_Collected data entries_
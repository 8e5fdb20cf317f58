//! Schema-driven conversion of attribute values.
//!
//! [`parse_str`] handles raw text from the tokenizer, [`parse_value`] handles
//! values that are already structured. Both produce the same canonical
//! [`Value`] for equivalent inputs and recurse through array and map
//! element types, decorating errors with the element position.

use std::collections::BTreeMap;
use std::sync::Arc;

use crate::codec::interpret;
use crate::config;
use crate::error::{Result, TargetError};
use crate::resolver::Resolver;
use crate::tokenize::split_comma;
use crate::value::{ConfigMap, Value, ValueType};

/// Convert a raw, still-escaped token to the declared type.
pub fn parse_str(raw: &str, ty: &ValueType, resolver: &Resolver<'_>) -> Result<Value> {
    let text = interpret(raw);
    match ty {
        ValueType::Int | ValueType::Bool => {
            let v = parse_integer(&text)?;
            if *ty == ValueType::Int {
                Ok(Value::Int(v))
            } else {
                Ok(Value::Bool(v != 0))
            }
        }
        ValueType::Str => Ok(Value::Str(text.trim_matches(' ').to_string())),
        ValueType::Target => Ok(Value::Target(config::from_string(&text, resolver)?)),
        ValueType::Array(elem) => {
            let mut items = Vec::new();
            for piece in split_comma(&text)? {
                let item = parse_str(&piece, elem, resolver)
                    .map_err(|e| e.with_suffix(format!("[{}]", items.len())))?;
                items.push(item);
            }
            Ok(Value::Array(items))
        }
        ValueType::Map(..) => Err(TargetError::type_error(format!(
            "Unsupported type \"{ty}\" for parsing from string: {text}"
        ))),
    }
}

/// Integers in base 10; `true`/`false` in any case stand for 1 and 0.
fn parse_integer(text: &str) -> Result<i64> {
    if let Ok(v) = text.trim_matches(' ').parse::<i64>() {
        return Ok(v);
    }
    match text.to_ascii_lowercase().as_str() {
        "true" => Ok(1),
        "false" => Ok(0),
        _ => Err(TargetError::type_error(format!(
            "Cannot parse integer from string: {text}"
        ))),
    }
}

/// Check an already-structured value against the declared type.
pub fn parse_value(value: &Value, ty: &ValueType, resolver: &Resolver<'_>) -> Result<Value> {
    match (ty, value) {
        (ValueType::Int, Value::Int(_))
        | (ValueType::Bool, Value::Bool(_))
        | (ValueType::Str, Value::Str(_)) => Ok(value.clone()),
        (ValueType::Int | ValueType::Bool | ValueType::Str, other) => {
            Err(type_mismatch(ty, other))
        }
        (ValueType::Target, Value::Target(t)) => Ok(Value::Target(Arc::clone(t))),
        (ValueType::Target, Value::Str(s)) => Ok(Value::Target(config::from_string(s, resolver)?)),
        (ValueType::Target, Value::Map(map)) => {
            let config = string_keyed(map)?;
            Ok(Value::Target(config::from_config(config, resolver)?))
        }
        (ValueType::Target, other) => Err(TargetError::type_error(format!(
            "Expect type 'dict' or 'str' to construct Target, but get: {}",
            other.type_key()
        ))),
        (ValueType::Array(elem), Value::Array(items)) => {
            let mut out = Vec::with_capacity(items.len());
            for item in items {
                let parsed = parse_value(item, elem, resolver)
                    .map_err(|e| e.with_prefix(format!("[{}]", out.len())))?;
                out.push(parsed);
            }
            Ok(Value::Array(out))
        }
        (ValueType::Map(key_ty, val_ty), Value::Map(map)) => {
            let mut out = BTreeMap::new();
            for (k, v) in map {
                let key = parse_value(k, key_ty, resolver)
                    .map_err(|e| e.with_suffix(", during parse key of map"))?;
                let val = parse_value(v, val_ty, resolver).map_err(|e| {
                    let label = match &key {
                        Value::Str(s) => s.clone(),
                        other => other.to_string(),
                    };
                    e.with_suffix(format!(", during parsing value of map[\"{label}\"]"))
                })?;
                out.insert(key, val);
            }
            Ok(Value::Map(out))
        }
        (ValueType::Array(_) | ValueType::Map(..), other) => Err(type_mismatch(ty, other)),
    }
}

fn type_mismatch(expected: &ValueType, actual: &Value) -> TargetError {
    TargetError::type_error(format!(
        "Expects type \"{expected}\", but gets \"{}\" for object: {actual}",
        actual.type_key()
    ))
}

/// Turn a map value into a config, requiring string keys.
pub(crate) fn string_keyed(map: &BTreeMap<Value, Value>) -> Result<ConfigMap> {
    let mut config = ConfigMap::new();
    for (k, v) in map {
        match k {
            Value::Str(key) => {
                config.insert(key.clone(), v.clone());
            }
            other => {
                return Err(TargetError::type_error(format!(
                    "Target object requires key of dict to be str, but get: {}",
                    other.type_key()
                )));
            }
        }
    }
    Ok(config)
}

/// Whether `value` already has the shape `ty` declares, recursively.
pub fn conforms(value: &Value, ty: &ValueType) -> bool {
    match (ty, value) {
        (ValueType::Int, Value::Int(_))
        | (ValueType::Bool, Value::Bool(_))
        | (ValueType::Str, Value::Str(_))
        | (ValueType::Target, Value::Target(_)) => true,
        (ValueType::Array(elem), Value::Array(items)) => items.iter().all(|i| conforms(i, elem)),
        (ValueType::Map(kt, vt), Value::Map(map)) => map
            .iter()
            .all(|(k, v)| conforms(k, kt) && conforms(v, vt)),
        _ => false,
    }
}

#[cfg(test)]
mod tests {
    use super::*;
    use crate::builtin::builtin_kinds;
    use crate::error::ErrorKind;
    use crate::kind::KindRegistry;

    fn kinds() -> KindRegistry {
        builtin_kinds().unwrap()
    }

    #[test]
    fn integers_and_booleans_from_text() {
        let kinds = kinds();
        let r = Resolver::new(&kinds);
        assert_eq!(parse_str("42", &ValueType::Int, &r).unwrap(), Value::Int(42));
        assert_eq!(parse_str("-7", &ValueType::Int, &r).unwrap(), Value::Int(-7));
        assert_eq!(parse_str("TRUE", &ValueType::Int, &r).unwrap(), Value::Int(1));
        assert_eq!(parse_str("false", &ValueType::Bool, &r).unwrap(), Value::Bool(false));
        assert_eq!(parse_str("1", &ValueType::Bool, &r).unwrap(), Value::Bool(true));
        assert_eq!(parse_str("'12'", &ValueType::Int, &r).unwrap(), Value::Int(12));
    }

    #[test]
    fn bad_integer_is_type_error() {
        let kinds = kinds();
        let r = Resolver::new(&kinds);
        let err = parse_str("twelve", &ValueType::Int, &r).unwrap_err();
        assert_eq!(err.kind(), ErrorKind::Type);
        assert!(err.message().contains("Cannot parse integer"));
    }

    #[test]
    fn integers_strip_spaces_only() {
        let kinds = kinds();
        let r = Resolver::new(&kinds);
        assert_eq!(parse_str("' 8 '", &ValueType::Int, &r).unwrap(), Value::Int(8));
        for raw in ["8\t", "\n8"] {
            let err = parse_str(raw, &ValueType::Int, &r).unwrap_err();
            assert_eq!(err.kind(), ErrorKind::Type, "{raw:?}");
        }
    }

    #[test]
    fn strings_are_trimmed_after_interpretation() {
        let kinds = kinds();
        let r = Resolver::new(&kinds);
        assert_eq!(
            parse_str("'  sky lake '", &ValueType::Str, &r).unwrap(),
            Value::from("sky lake")
        );
        assert_eq!(parse_str("'   '", &ValueType::Str, &r).unwrap(), Value::from(""));
        assert_eq!(parse_str(r"it\'s", &ValueType::Str, &r).unwrap(), Value::from("it's"));
    }

    #[test]
    fn arrays_split_on_unquoted_commas() {
        let kinds = kinds();
        let r = Resolver::new(&kinds);
        let ty = ValueType::array_of(ValueType::Str);
        assert_eq!(
            parse_str("a,b,'c,d'", &ty, &r).unwrap(),
            Value::from(vec!["a", "b", "c,d"])
        );
    }

    #[test]
    fn array_errors_carry_index_suffix() {
        let kinds = kinds();
        let r = Resolver::new(&kinds);
        let ty = ValueType::array_of(ValueType::Int);
        let err = parse_str("1,2,x", &ty, &r).unwrap_err();
        assert!(err.message().ends_with("[2]"), "{}", err.message());
    }

    #[test]
    fn maps_cannot_come_from_text() {
        let kinds = kinds();
        let r = Resolver::new(&kinds);
        let ty = ValueType::map_of(ValueType::Str, ValueType::Int);
        let err = parse_str("a=1", &ty, &r).unwrap_err();
        assert_eq!(err.kind(), ErrorKind::Type);
        assert!(err.message().contains("Unsupported type"));
    }

    #[test]
    fn nested_target_from_text() {
        let kinds = kinds();
        let r = Resolver::new(&kinds);
        let v = parse_str("'llvm -mcpu=skylake'", &ValueType::Target, &r).unwrap();
        let t = v.as_target().unwrap();
        assert_eq!(t.kind().name(), "llvm");
        assert_eq!(t.get_attr("mcpu"), Some(&Value::from("skylake")));
    }

    #[test]
    fn structured_primitives_must_match() {
        let kinds = kinds();
        let r = Resolver::new(&kinds);
        assert_eq!(parse_value(&Value::Int(3), &ValueType::Int, &r).unwrap(), Value::Int(3));
        let err = parse_value(&Value::from("3"), &ValueType::Int, &r).unwrap_err();
        assert_eq!(err.kind(), ErrorKind::Type);
        assert!(err.message().contains("\"int\""));
        assert!(err.message().contains("\"str\""));
        assert!(parse_value(&Value::Int(1), &ValueType::Bool, &r).is_err());
    }

    #[test]
    fn structured_and_text_agree() {
        let kinds = kinds();
        let r = Resolver::new(&kinds);
        let ty = ValueType::array_of(ValueType::Str);
        let from_text = parse_str("x,y", &ty, &r).unwrap();
        let from_value = parse_value(&Value::from(vec!["x", "y"]), &ty, &r).unwrap();
        assert_eq!(from_text, from_value);
    }

    #[test]
    fn structured_array_errors_carry_index_prefix() {
        let kinds = kinds();
        let r = Resolver::new(&kinds);
        let ty = ValueType::array_of(ValueType::Int);
        let v = Value::Array(vec![Value::Int(1), Value::from("2")]);
        let err = parse_value(&v, &ty, &r).unwrap_err();
        assert!(err.message().starts_with("[1]"), "{}", err.message());
    }

    #[test]
    fn structured_maps_recurse() {
        let kinds = kinds();
        let r = Resolver::new(&kinds);
        let ty = ValueType::map_of(ValueType::Str, ValueType::Int);
        let mut map = BTreeMap::new();
        map.insert(Value::from("a"), Value::Int(1));
        let ok = parse_value(&Value::Map(map.clone()), &ty, &r).unwrap();
        assert_eq!(ok, Value::Map(map.clone()));

        map.insert(Value::from("b"), Value::from("two"));
        let err = parse_value(&Value::Map(map), &ty, &r).unwrap_err();
        assert!(err.message().contains("during parsing value of map[\"b\"]"));

        let mut bad_key = BTreeMap::new();
        bad_key.insert(Value::Int(1), Value::Int(1));
        let err = parse_value(&Value::Map(bad_key), &ty, &r).unwrap_err();
        assert!(err.message().contains("during parse key of map"));
    }

    #[test]
    fn nested_target_from_structured_inputs() {
        let kinds = kinds();
        let r = Resolver::new(&kinds);
        let from_str = parse_value(&Value::from("c"), &ValueType::Target, &r).unwrap();
        let mut config = ConfigMap::new();
        config.insert("kind".into(), Value::from("c"));
        let from_map = parse_value(&Value::from(config), &ValueType::Target, &r).unwrap();
        assert_eq!(from_str, from_map);

        let reused = parse_value(&from_str, &ValueType::Target, &r).unwrap();
        assert!(Arc::ptr_eq(
            reused.as_target().unwrap(),
            from_str.as_target().unwrap()
        ));

        let err = parse_value(&Value::Int(1), &ValueType::Target, &r).unwrap_err();
        assert!(err.message().contains("'dict' or 'str'"));
    }

    #[test]
    fn non_string_keys_rejected_for_target_maps() {
        let kinds = kinds();
        let r = Resolver::new(&kinds);
        let mut map = BTreeMap::new();
        map.insert(Value::Int(0), Value::from("c"));
        let err = parse_value(&Value::Map(map), &ValueType::Target, &r).unwrap_err();
        assert!(err.message().contains("key of dict to be str"));
    }

    #[test]
    fn conformance() {
        let ty = ValueType::array_of(ValueType::Int);
        assert!(conforms(&Value::Array(vec![Value::Int(1)]), &ty));
        assert!(!conforms(&Value::Array(vec![Value::from("1")]), &ty));
        assert!(!conforms(&Value::None, &ValueType::Str));
    }
}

_GOAL OF THE EXERCISE_
Gather from the entries above all lines that include the string "false".

_ANSWER TO THE EXERCISE_
/// Integers in base 10; `true`/`false` in any case stand for 1 and 0.
        "false" => Ok(0),
        _ => false,
        assert_eq!(parse_str("false", &ValueType::Bool, &r).unwrap(), Value::Bool(false));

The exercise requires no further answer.